Based on an expedient first-draft process, including emphasis on developing tools like the Unity Page, the 3-6-3, the Horizontal and brainstorming of setpieces, Writers Boot Camp estimates that a feature-length script can be readable by industry standards within six months, working at a part-time pace of ten hours per week.*
The ratio of tools work versus writing during the first-draft stage would be 80% tools and 20% writing. Once the tools have been established, then the subsequent rewriting stages would flip that ratio to 20% tools, primarily updating and brainstorming for particular issues, and 80% emphasis on writing pages. Of course, the rewriting stages are the primary portion of a Six-Month Full Development process, even with earnest tools development and preparation.
For television writers, the key to reducing this timeline is how quickly you master a working knowledge of the existing series you’re writing. While you may find the space to accomplish a rewrite a half-hour or hour-long script within the same period of time it may take to write a first-draft of a feature script, the campaign to study and intuit the conceits of a series can often take as long as the process of defining the original conceits of a feature. Unfortunately, learning the skill of breaking down the parameters and inner workings of existing movies and shows is not an overnight process.
Here’s how the timeline breaks down, factoring in a first-draft deadline, an evaluation and breathing period, and the stages of the rewriting process (see the graph next page):
Four to six weeks for your first-draft process, two weeks to expand your draft and synthesize notes, four weeks for each Component Level Rewrite (three initial passes are commonly needed for a feature) and four weeks for various Craft Level Rewrites (Highlighting Exercises). Since there are actually 26 weeks in a half a year, this 24-week schedule accommodates the occasional need for additional breaks between drafts.
This means that you can fully develop two feature scripts, or three to four television scripts, annually. Or, as you become more familiar with the process (not just Writers Boot Camp’s tools but the inherent nature of writing scripts) you may use the time to test more ideas in their early phases by writing quick mini-drafts.
Due to the need to boost your working knowledge of the particular television series that you’re writing, or to do required topical research on a feature subject, certain stages may take longer. And none of this accounts for the obstacles that you let get in the way, or that you create for yourself. Of course, if you’re able to put in more than ten hours a week, you can be even more prolific. The work tends to fill the available time, so it’s important to create specific deadlines and stages of closure if you do suddenly have thirty hours a week to write. It’s also crucial to attribute the work and specific tasks to scheduled sessions on your calendar.
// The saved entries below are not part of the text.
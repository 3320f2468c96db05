pub mod config;
pub mod download;
pub mod link;
pub mod paste;
pub mod test;
pub mod upload;

use anyhow::Result;

use davlink_lib::sync::BatchSummary;
use davlink_lib::vault::VaultFile;
use davlink_lib::BatchProcessFileResult;

use crate::OutputFormat;

/// Print the outcome of a batch run, failures listed individually
pub fn print_batch(
    verb: &str,
    summary: &BatchSummary,
    results: &[BatchProcessFileResult],
    log_file: Option<&VaultFile>,
    format: &OutputFormat,
) -> Result<()> {
    match format {
        OutputFormat::Json => {
            let output = serde_json::json!({
                "summary": summary,
                "results": results,
                "logFile": log_file.map(|f| f.path.as_str()),
            });
            println!("{}", serde_json::to_string_pretty(&output)?);
        }
        OutputFormat::Plain => {
            println!("{} {} file(s), {} failed", verb, summary.succeeded, summary.failed);
            for result in results.iter().filter(|r| !r.success) {
                println!("  ✗ {}: {}", result.note.path, result.message.as_deref().unwrap_or(""));
            }
            if summary.delete_failures > 0 {
                println!("{} local file(s) could not be deleted", summary.delete_failures);
            }
            if let Some(file) = log_file {
                println!("Log written to {}", file.path);
            }
        }
    }
    Ok(())
}
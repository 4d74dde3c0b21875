// SPDX-License-Identifier: AGPL-3.0-only
// Copyright (C) 2024 Jonathan Lee
// This program is free software: you can redistribute it and/or modify
// it under the terms of the GNU Affero General Public License version 3
// as published by the Free Software Foundation.
// This program is distributed in the hope that it will be useful,
// but WITHOUT ANY WARRANTY; without even the implied warranty of
// MERCHANTABILITY or FITNESS FOR A PARTICULAR PURPOSE.
// See the GNU Affero General Public License for more details.
// You should have received a copy of the GNU Affero General Public License
// along with this program. If not, see https://www.gnu.org/licenses/.

use crate::llm::contracts::{CapabilityResult, CompletionRequest};
use crate::llm::core::TextGenerator;
use crate::llm::providers::{ApiClient, OllamaChatClient, OllamaGenerateClient};
use async_trait::async_trait;
use std::sync::Arc;
use tracing::{debug, warn};

pub struct CapabilityAdapter {
    model: String,
    preferred: Arc<dyn ApiClient>,
    fallback: Option<Arc<dyn ApiClient>>,
}

impl CapabilityAdapter {
    pub fn new(
        model: &str,
        preferred: Arc<dyn ApiClient>,
        fallback: Option<Arc<dyn ApiClient>>,
    ) -> Self {
        Self {
            model: model.to_string(),
            preferred,
            fallback,
        }
    }

    pub fn ollama(
        base_url: &str,
        model: &str,
        timeout_seconds: u64,
        max_retries: u32,
    ) -> Self {
        let chat = Arc::new(OllamaChatClient::new(
            Some(base_url.to_string()),
            Some(timeout_seconds),
            Some(max_retries),
        ));
        let generate = Arc::new(OllamaGenerateClient::new(
            Some(base_url.to_string()),
            Some(timeout_seconds),
            Some(max_retries),
        ));
        Self::new(model, chat, Some(generate))
    }

    pub fn model(&self) -> &str {
        &self.model
    }
}

#[async_trait]
impl TextGenerator for CapabilityAdapter {
    async fn complete(&self, prompt: &str) -> CapabilityResult<String> {
        let request = CompletionRequest::from_prompt(&self.model, prompt);
        match self.preferred.send_request(request.clone()).await {
            Ok(response) => {
                debug!(
                    provider = response.provider_used,
                    tokens = response.usage.total_tokens,
                    "Completion received"
                );
                Ok(response.content)
            }
            Err(primary_error) => match &self.fallback {
                Some(fallback) => {
                    warn!(
                        error = %primary_error,
                        preferred = self.preferred.provider_name(),
                        fallback = fallback.provider_name(),
                        "Preferred completion backend failed, falling back"
                    );
                    fallback
                        .send_request(request)
                        .await
                        .map(|response| response.content)
                }
                None => Err(primary_error),
            },
        }
    }

    async fn health_check(&self) -> CapabilityResult<()> {
        match self.preferred.health_check().await {
            Ok(()) => Ok(()),
            Err(e) => match &self.fallback {
                Some(fallback) => fallback.health_check().await,
                None => Err(e),
            },
        }
    }
}

#[cfg(test)]
mod tests {
    use super::*;
    use crate::llm::contracts::{CapabilityError, CompletionResponse, Usage};
    use chrono::Utc;
    use std::sync::atomic::{AtomicUsize, Ordering};
    use uuid::Uuid;

    struct FixedClient {
        name: &'static str,
        fail: bool,
        calls: AtomicUsize,
    }

    impl FixedClient {
        fn new(name: &'static str, fail: bool) -> Self {
            Self {
                name,
                fail,
                calls: AtomicUsize::new(0),
            }
        }
    }

    #[async_trait]
    impl ApiClient for FixedClient {
        async fn send_request(
            &self,
            request: CompletionRequest,
        ) -> CapabilityResult<CompletionResponse> {
            self.calls.fetch_add(1, Ordering::SeqCst);
            if self.fail {
                return Err(CapabilityError::Network("unreachable".to_string()));
            }
            Ok(CompletionResponse {
                id: Uuid::new_v4(),
                request_id: request.id,
                content: format!("reply from {}", self.name),
                model_used: request.model,
                provider_used: self.name.to_string(),
                usage: Usage::default(),
                created_at: Utc::now(),
            })
        }

        fn provider_name(&self) -> &'static str {
            self.name
        }

        async fn health_check(&self) -> CapabilityResult<()> {
            if self.fail {
                Err(CapabilityError::Network("unreachable".to_string()))
            } else {
                Ok(())
            }
        }
    }

    #[tokio::test]
    async fn preferred_backend_answers_when_healthy() {
        let preferred = Arc::new(FixedClient::new("chat", false));
        let fallback = Arc::new(FixedClient::new("generate", false));
        let adapter =
            CapabilityAdapter::new("test-model", preferred.clone(), Some(fallback.clone()));
        let content = adapter.complete("hello").await.unwrap();
        assert_eq!(content, "reply from chat");
        assert_eq!(fallback.calls.load(Ordering::SeqCst), 0);
    }

    #[tokio::test]
    async fn fallback_backend_takes_over_on_failure() {
        let preferred = Arc::new(FixedClient::new("chat", true));
        let fallback = Arc::new(FixedClient::new("generate", false));
        let adapter = CapabilityAdapter::new("test-model", preferred, Some(fallback));
        let content = adapter.complete("hello").await.unwrap();
        assert_eq!(content, "reply from generate");
    }

    #[tokio::test]
    async fn error_propagates_without_fallback() {
        let preferred = Arc::new(FixedClient::new("chat", true));
        let adapter = CapabilityAdapter::new("test-model", preferred, None);
        assert!(adapter.complete("hello").await.is_err());
    }
}
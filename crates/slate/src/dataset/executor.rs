// SPDX-License-Identifier: AGPL-3.0-only
// Copyright (C) 2024 Jonathan Lee
// This program is free software: you can redistribute it and/or modify
// it under the terms of the GNU Affero General Public License version 3
// as published by the Free Software Foundation.
// This program is distributed in the hope that it will be useful,
// but WITHOUT ANY WARRANTY; without even the implied warranty of
// MERCHANTABILITY or FITNESS FOR A PARTICULAR PURPOSE.
// See the GNU Affero General Public License for more details.
// You should have received a copy of the GNU Affero General Public License
// along with this program. If not, see https://www.gnu.org/licenses/.

use crate::dataset::ingest::TableData;
use rusqlite::types::ValueRef;
use rusqlite::Connection;
use serde::{Deserialize, Serialize};
use serde_json::Value;
use std::sync::Mutex;
use thiserror::Error;
use tracing::{debug, info};

#[derive(Debug, Error)]
pub enum ExecutionError {
    #[error("malformed statement: {0}")]
    Malformed(String),

    #[error("{0}")]
    Statement(String),

    #[error("executor unavailable: {0}")]
    Unavailable(String),
}

#[derive(Debug, Clone, Default, Serialize, Deserialize, PartialEq)]
pub struct ResultSet {
    pub columns: Vec<String>,
    pub rows: Vec<Vec<Value>>,
}

impl ResultSet {
    pub fn is_empty(&self) -> bool {
        self.rows.is_empty()
    }

    pub fn row_count(&self) -> usize {
        self.rows.len()
    }

    pub fn column_count(&self) -> usize {
        self.columns.len()
    }

    pub fn head(&self, n: usize) -> ResultSet {
        ResultSet {
            columns: self.columns.clone(),
            rows: self.rows.iter().take(n).cloned().collect(),
        }
    }

    pub fn single_value(&self) -> Option<&Value> {
        if self.row_count() == 1 && self.column_count() == 1 {
            self.rows[0].first()
        } else {
            None
        }
    }
}

pub struct TabularExecutor {
    conn: Mutex<Connection>,
    table_name: String,
    columns: Vec<String>,
    row_count: usize,
}

impl TabularExecutor {
    pub fn from_table(table_name: &str, data: &TableData) -> Result<Self, ExecutionError> {
        let conn = Connection::open_in_memory()
            .map_err(|e| ExecutionError::Unavailable(e.to_string()))?;

        let column_defs = data
            .columns
            .iter()
            .map(|c| format!("\"{c}\" TEXT"))
            .collect::<Vec<_>>()
            .join(", ");
        conn.execute(
            &format!("CREATE TABLE \"{table_name}\" ({column_defs})"),
            [],
        )
        .map_err(|e| ExecutionError::Unavailable(e.to_string()))?;

        let placeholders = vec!["?"; data.columns.len()].join(", ");
        let insert = format!("INSERT INTO \"{table_name}\" VALUES ({placeholders})");
        conn.execute_batch("BEGIN")
            .map_err(|e| ExecutionError::Unavailable(e.to_string()))?;
        {
            let mut stmt = conn
                .prepare(&insert)
                .map_err(|e| ExecutionError::Unavailable(e.to_string()))?;
            for row in &data.rows {
                stmt.execute(rusqlite::params_from_iter(row.iter()))
                    .map_err(|e| ExecutionError::Unavailable(e.to_string()))?;
            }
        }
        conn.execute_batch("COMMIT")
            .map_err(|e| ExecutionError::Unavailable(e.to_string()))?;

        info!(
            table = table_name,
            rows = data.row_count(),
            columns = data.column_count(),
            "Tabular executor ready"
        );
        Ok(Self {
            conn: Mutex::new(conn),
            table_name: table_name.to_string(),
            columns: data.columns.clone(),
            row_count: data.row_count(),
        })
    }

    pub fn execute(&self, statement: &str) -> Result<ResultSet, ExecutionError> {
        let trimmed = statement.trim();
        if trimmed.is_empty() {
            return Err(ExecutionError::Malformed("statement is empty".to_string()));
        }

        let conn = self
            .conn
            .lock()
            .map_err(|_| ExecutionError::Unavailable("executor lock poisoned".to_string()))?;

        let mut stmt = conn
            .prepare(trimmed)
            .map_err(|e| ExecutionError::Statement(e.to_string()))?;
        let columns: Vec<String> = stmt.column_names().iter().map(|c| c.to_string()).collect();
        let column_count = columns.len();

        let mut rows = Vec::new();
        let mut raw_rows = stmt
            .query([])
            .map_err(|e| ExecutionError::Statement(e.to_string()))?;
        while let Some(raw) = raw_rows
            .next()
            .map_err(|e| ExecutionError::Statement(e.to_string()))?
        {
            let mut row = Vec::with_capacity(column_count);
            for i in 0..column_count {
                let value = raw
                    .get_ref(i)
                    .map_err(|e| ExecutionError::Statement(e.to_string()))?;
                row.push(value_ref_to_json(value));
            }
            rows.push(row);
        }

        debug!(
            statement = trimmed,
            rows = rows.len(),
            "Statement executed"
        );
        Ok(ResultSet { columns, rows })
    }

    pub fn table_name(&self) -> &str {
        &self.table_name
    }

    pub fn columns(&self) -> &[String] {
        &self.columns
    }

    pub fn row_count(&self) -> usize {
        self.row_count
    }
}

fn value_ref_to_json(value: ValueRef<'_>) -> Value {
    match value {
        ValueRef::Null => Value::Null,
        ValueRef::Integer(i) => Value::from(i),
        ValueRef::Real(f) => serde_json::Number::from_f64(f).map_or(Value::Null, Value::Number),
        ValueRef::Text(t) => Value::String(String::from_utf8_lossy(t).into_owned()),
        ValueRef::Blob(_) => Value::Null,
    }
}

#[cfg(test)]
mod tests {
    use super::*;

    fn fixture() -> TabularExecutor {
        let data = TableData {
            columns: vec![
                "Anonymous_Uid".to_string(),
                "DiagnosisName".to_string(),
                "Drugname".to_string(),
            ],
            rows: vec![
                vec![
                    Some("E5F99".to_string()),
                    Some("Diabetic Retinopathy; Hypertension".to_string()),
                    Some("Latanoprost".to_string()),
                ],
                vec![
                    Some("E5F86".to_string()),
                    Some("Glaucoma".to_string()),
                    None,
                ],
            ],
        };
        TabularExecutor::from_table("patient_data", &data).expect("executor")
    }

    #[test]
    fn count_query_returns_a_single_cell() {
        let executor = fixture();
        let result = executor
            .execute(
                "SELECT COUNT(*) AS patient_count FROM patient_data WHERE DiagnosisName LIKE '%Diabetic Retinopathy%'",
            )
            .unwrap();
        assert_eq!(result.columns, vec!["patient_count"]);
        assert_eq!(result.single_value(), Some(&Value::from(1)));
    }

    #[test]
    fn null_cells_round_trip_as_json_null() {
        let executor = fixture();
        let result = executor
            .execute("SELECT Drugname FROM patient_data WHERE Anonymous_Uid = 'E5F86'")
            .unwrap();
        assert_eq!(result.rows[0][0], Value::Null);
    }

    #[test]
    fn unknown_column_yields_a_classifiable_diagnostic() {
        let executor = fixture();
        let err = executor
            .execute("SELECT PatientID FROM patient_data")
            .unwrap_err();
        assert!(err.to_string().contains("no such column"));
    }

    #[test]
    fn empty_statement_is_rejected_as_malformed() {
        let executor = fixture();
        let err = executor.execute("   ").unwrap_err();
        assert!(err.to_string().contains("malformed statement"));
    }

    #[test]
    fn head_truncates_rows_only() {
        let executor = fixture();
        let result = executor.execute("SELECT * FROM patient_data").unwrap();
        let head = result.head(1);
        assert_eq!(head.row_count(), 1);
        assert_eq!(head.column_count(), 3);
    }
}
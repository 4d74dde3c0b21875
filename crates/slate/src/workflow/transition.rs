// SPDX-License-Identifier: AGPL-3.0-only
// Copyright (C) 2024 Jonathan Lee
// This program is free software: you can redistribute it and/or modify
// it under the terms of the GNU Affero General Public License version 3
// as published by the Free Software Foundation.
// This program is distributed in the hope that it will be useful,
// but WITHOUT ANY WARRANTY; without even the implied warranty of
// MERCHANTABILITY or FITNESS FOR A PARTICULAR PURPOSE.
// See the GNU Affero General Public License for more details.
// You should have received a copy of the GNU Affero General Public License
// along with this program. If not, see https://www.gnu.org/licenses/.

use crate::workflow::state::{PhaseOutcome, WorkflowPhase};

pub fn next_phase(phase: WorkflowPhase, outcome: PhaseOutcome) -> WorkflowPhase {
    match (phase, outcome) {
        (WorkflowPhase::Plan, _) => WorkflowPhase::Retrieve,
        (WorkflowPhase::Retrieve, _) => WorkflowPhase::Generate,
        (WorkflowPhase::Generate, _) => WorkflowPhase::Validate,
        (WorkflowPhase::Validate, PhaseOutcome::Retry) => WorkflowPhase::Generate,
        (WorkflowPhase::Validate, _) | (WorkflowPhase::Terminated, _) => WorkflowPhase::Terminated,
    }
}
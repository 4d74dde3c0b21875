// SPDX-License-Identifier: AGPL-3.0-only
// Copyright (C) 2024 Jonathan Lee
// This program is free software: you can redistribute it and/or modify
// it under the terms of the GNU Affero General Public License version 3
// as published by the Free Software Foundation.
// This program is distributed in the hope that it will be useful,
// but WITHOUT ANY WARRANTY; without even the implied warranty of
// MERCHANTABILITY or FITNESS FOR A PARTICULAR PURPOSE.
// See the GNU Affero General Public License for more details.
// You should have received a copy of the GNU Affero General Public License
// along with this program. If not, see https://www.gnu.org/licenses/.

use async_trait::async_trait;
use slate::dataset::ingest::TableData;
use slate::workflow::MAX_RETRIES_MESSAGE;
use slate::{
    CapabilityError, CapabilityResult, ColumnDescriptor, SchemaStore, TabularExecutor,
    TextGenerator, WorkflowEngine, WorkflowPhase,
};
use std::collections::VecDeque;
use std::sync::{Arc, Mutex};

struct ScriptedGenerator {
    script: Mutex<VecDeque<String>>,
    prompts: Mutex<Vec<String>>,
}

impl ScriptedGenerator {
    fn new(responses: &[&str]) -> Arc<Self> {
        Arc::new(Self {
            script: Mutex::new(responses.iter().map(|r| r.to_string()).collect()),
            prompts: Mutex::new(Vec::new()),
        })
    }

    fn generation_attempts(&self) -> usize {
        self.prompts
            .lock()
            .unwrap()
            .iter()
            .filter(|p| p.contains("Generate the SQL query:"))
            .count()
    }

    fn prompt(&self, index: usize) -> String {
        self.prompts.lock().unwrap()[index].clone()
    }
}

#[async_trait]
impl TextGenerator for ScriptedGenerator {
    async fn complete(&self, prompt: &str) -> CapabilityResult<String> {
        self.prompts.lock().unwrap().push(prompt.to_string());
        self.script
            .lock()
            .unwrap()
            .pop_front()
            .ok_or_else(|| CapabilityError::Provider("script exhausted".to_string()))
    }

    async fn health_check(&self) -> CapabilityResult<()> {
        Ok(())
    }
}

struct ConstantGenerator {
    response: String,
    prompts: Mutex<Vec<String>>,
}

impl ConstantGenerator {
    fn new(response: &str) -> Arc<Self> {
        Arc::new(Self {
            response: response.to_string(),
            prompts: Mutex::new(Vec::new()),
        })
    }

    fn generation_attempts(&self) -> usize {
        self.prompts
            .lock()
            .unwrap()
            .iter()
            .filter(|p| p.contains("Generate the SQL query:"))
            .count()
    }
}

#[async_trait]
impl TextGenerator for ConstantGenerator {
    async fn complete(&self, prompt: &str) -> CapabilityResult<String> {
        self.prompts.lock().unwrap().push(prompt.to_string());
        Ok(self.response.clone())
    }

    async fn health_check(&self) -> CapabilityResult<()> {
        Ok(())
    }
}

struct FailingGenerator;

#[async_trait]
impl TextGenerator for FailingGenerator {
    async fn complete(&self, _prompt: &str) -> CapabilityResult<String> {
        Err(CapabilityError::Network("connection refused".to_string()))
    }

    async fn health_check(&self) -> CapabilityResult<()> {
        Err(CapabilityError::Network("connection refused".to_string()))
    }
}

fn fixture_executor() -> Arc<TabularExecutor> {
    let data = TableData {
        columns: vec![
            "Anonymous_Uid".to_string(),
            "DiagnosisName".to_string(),
            "Drugname".to_string(),
            "deptname".to_string(),
        ],
        rows: vec![
            vec![
                Some("E5F99".to_string()),
                Some("Diabetic Retinopathy; Hypertension".to_string()),
                Some("Latanoprost".to_string()),
                Some("RETINA CLINIC".to_string()),
            ],
            vec![
                Some("E5F86".to_string()),
                Some("Glaucoma".to_string()),
                None,
                Some("GLAUCOMA CLINIC".to_string()),
            ],
            vec![
                Some("E5F77".to_string()),
                Some("Diabetic Retinopathy".to_string()),
                Some("Timolol".to_string()),
                Some("RETINA CLINIC".to_string()),
            ],
        ],
    };
    Arc::new(TabularExecutor::from_table("patient_data", &data).expect("executor"))
}

fn fixture_schema() -> Arc<SchemaStore> {
    Arc::new(SchemaStore::new(vec![
        ColumnDescriptor::new("Anonymous_Uid", "Anonymised patient identifier", "E5F99"),
        ColumnDescriptor::new(
            "DiagnosisName",
            "Semicolon separated diagnosis names",
            "Glaucoma; Hypertension",
        ),
        ColumnDescriptor::new("Drugname", "Prescribed drug for the visit", "Latanoprost"),
        ColumnDescriptor::new("deptname", "Clinic department name", "RETINA CLINIC"),
    ]))
}

fn engine(generator: Arc<dyn TextGenerator>) -> WorkflowEngine {
    WorkflowEngine::new(generator, fixture_schema(), fixture_executor())
}

const PLAN_RESPONSE: &str = r#"{"steps": [{"step_number": 1, "action": "count", "description": "Count rows where DiagnosisName contains Diabetic Retinopathy"}], "final_action": "Return the count"}"#;

const COLUMNS_RESPONSE: &str = r#"["DiagnosisName", "Anonymous_Uid"]"#;

#[tokio::test]
async fn scenario_a_fenced_count_query_succeeds_first_attempt() {
    let generator = ScriptedGenerator::new(&[
        PLAN_RESPONSE,
        COLUMNS_RESPONSE,
        "```sql\nSELECT COUNT(*) AS patient_count FROM patient_data WHERE DiagnosisName LIKE '%Diabetic Retinopathy%'\n```",
        "There are **2** patients with Diabetic Retinopathy.",
    ]);
    let engine = engine(generator.clone());

    let outcome = engine
        .run("Count patients with Diabetic Retinopathy")
        .await
        .expect("workflow");

    assert_eq!(outcome.final_phase, WorkflowPhase::Terminated);
    assert!(outcome.error.is_empty());
    assert_eq!(outcome.result_rows.row_count(), 1);
    assert_eq!(outcome.result_rows.column_count(), 1);
    assert_eq!(
        outcome.result_rows.single_value(),
        Some(&serde_json::json!(2))
    );
    assert_eq!(
        outcome.explanation,
        "There are **2** patients with Diabetic Retinopathy."
    );
    assert_eq!(generator.generation_attempts(), 1);
}

#[tokio::test]
async fn scenario_b_recovers_from_a_missing_column_on_the_second_attempt() {
    let generator = ScriptedGenerator::new(&[
        PLAN_RESPONSE,
        COLUMNS_RESPONSE,
        "SELECT PatientID FROM patient_data WHERE DiagnosisName LIKE '%Diabetic Retinopathy%';",
        "SELECT Anonymous_Uid FROM patient_data WHERE DiagnosisName LIKE '%Diabetic Retinopathy%';",
        "Patients **E5F99** and **E5F77** match.",
    ]);
    let engine = engine(generator.clone());

    let outcome = engine
        .run("Which patients have Diabetic Retinopathy?")
        .await
        .expect("workflow");

    assert!(outcome.error.is_empty());
    assert_eq!(outcome.result_rows.row_count(), 2);
    assert_eq!(generator.generation_attempts(), 2);

    // The second generation prompt carries the fix-mode block with the
    // executor diagnostic from the failed first attempt.
    let fix_prompt = generator.prompt(3);
    assert!(fix_prompt.contains("PREVIOUS ATTEMPT FAILED"));
    assert!(fix_prompt.contains("no such column"));
    assert!(fix_prompt.contains("SELECT PatientID FROM patient_data"));
}

#[tokio::test]
async fn scenario_c_prose_only_output_terminates_at_the_ceiling() {
    let generator = ConstantGenerator::new("I am sorry, I cannot help with that question.");
    let engine = engine(generator.clone());

    let outcome = engine.run("Count the patients").await.expect("workflow");

    assert_eq!(outcome.final_phase, WorkflowPhase::Terminated);
    assert_eq!(outcome.error, MAX_RETRIES_MESSAGE);
    assert!(outcome.result_rows.is_empty());
    assert!(outcome.explanation.is_empty());
    assert_eq!(generator.generation_attempts(), 4);
}

#[tokio::test]
async fn scenario_d_total_capability_failure_still_reaches_validate() {
    let engine = engine(Arc::new(FailingGenerator));

    let outcome = engine.run("xyzzy plugh").await.expect("workflow");

    let candidate_names: Vec<&str> = outcome
        .candidate_columns
        .iter()
        .map(|c| c.column_name.as_str())
        .collect();
    assert_eq!(
        candidate_names,
        vec!["Anonymous_Uid", "Drugname", "DiagnosisName"]
    );
    assert_eq!(outcome.final_phase, WorkflowPhase::Terminated);
    assert_eq!(outcome.error, MAX_RETRIES_MESSAGE);
    assert!(outcome.result_rows.is_empty());
    // The default plan still flows through to generation.
    assert_eq!(outcome.plan.steps.len(), 1);
}

#[tokio::test]
async fn recoverable_failures_burn_exactly_four_attempts() {
    let generator = ConstantGenerator::new(
        "SELECT Nonexistent FROM patient_data WHERE Drugname IS NOT NULL;",
    );
    let engine = engine(generator.clone());

    let outcome = engine.run("List the prescriptions").await.expect("workflow");

    assert_eq!(outcome.error, MAX_RETRIES_MESSAGE);
    assert!(outcome.result_rows.is_empty());
    assert_eq!(generator.generation_attempts(), 4);
}

#[tokio::test]
async fn empty_result_sets_explain_themselves_without_the_model() {
    let generator = ScriptedGenerator::new(&[
        PLAN_RESPONSE,
        COLUMNS_RESPONSE,
        "SELECT Drugname FROM patient_data WHERE Anonymous_Uid = 'ZZZZZ';",
    ]);
    let engine = engine(generator.clone());

    let outcome = engine
        .run("What drug is patient ZZZZZ taking?")
        .await
        .expect("workflow");

    assert!(outcome.error.is_empty());
    assert!(outcome.result_rows.is_empty());
    assert_eq!(
        outcome.explanation,
        "No matching records found for your query."
    );
}

#[tokio::test]
async fn explanation_falls_back_to_the_templated_summary() {
    // The script runs dry before the explanation call, which degrades to the
    // single-cell template.
    let generator = ScriptedGenerator::new(&[
        PLAN_RESPONSE,
        COLUMNS_RESPONSE,
        "SELECT COUNT(*) AS n FROM patient_data WHERE deptname LIKE '%RETINA%';",
    ]);
    let engine = engine(generator.clone());

    let outcome = engine
        .run("How many retina clinic visits are there?")
        .await
        .expect("workflow");

    assert!(outcome.error.is_empty());
    assert_eq!(outcome.explanation, "**2**");
}

#[tokio::test]
async fn clarifying_reprompt_rescues_a_prose_first_response() {
    let generator = ScriptedGenerator::new(&[
        PLAN_RESPONSE,
        COLUMNS_RESPONSE,
        "Sure! Let me think about the right query for that.",
        "SELECT COUNT(*) AS n FROM patient_data WHERE DiagnosisName LIKE '%Glaucoma%';",
        "**1** patient has Glaucoma.",
    ]);
    let engine = engine(generator.clone());

    let outcome = engine
        .run("Count patients with Glaucoma")
        .await
        .expect("workflow");

    assert!(outcome.error.is_empty());
    assert_eq!(
        outcome.result_rows.single_value(),
        Some(&serde_json::json!(1))
    );
    // One logical generation attempt, even though two completions were used.
    assert_eq!(generator.generation_attempts(), 1);
}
Six-Month Full Development Timeline
Here’s how the Full Development timeline breaks down, factoring in your current deadline and the various stages of the rewriting process following this course: Eight weeks to complete the first draft, four weeks per Component Level Rewrite and an average of one week per Craft Level Rewrite.
The timeline of these development stages adds up accordingly:
First Draft = 8 weeks
Component Level Rewrites = 12 weeks (3 Component Rewrite Objectives)
Craft Level Rewrites = 4 weeks (Individual Highlighting Exercises)
That translates to approximately 24 weeks, or roughly 6 months. This is based on writing part-time, ten hours weekly. That's a minimum of 240 hours to fully develop your script and make it ready to submit to "friends in the business."*
* For 1/2-hour & 1-hour television, the timeline can be reduced to 3 to 4 months, that is, after the tools have been learned.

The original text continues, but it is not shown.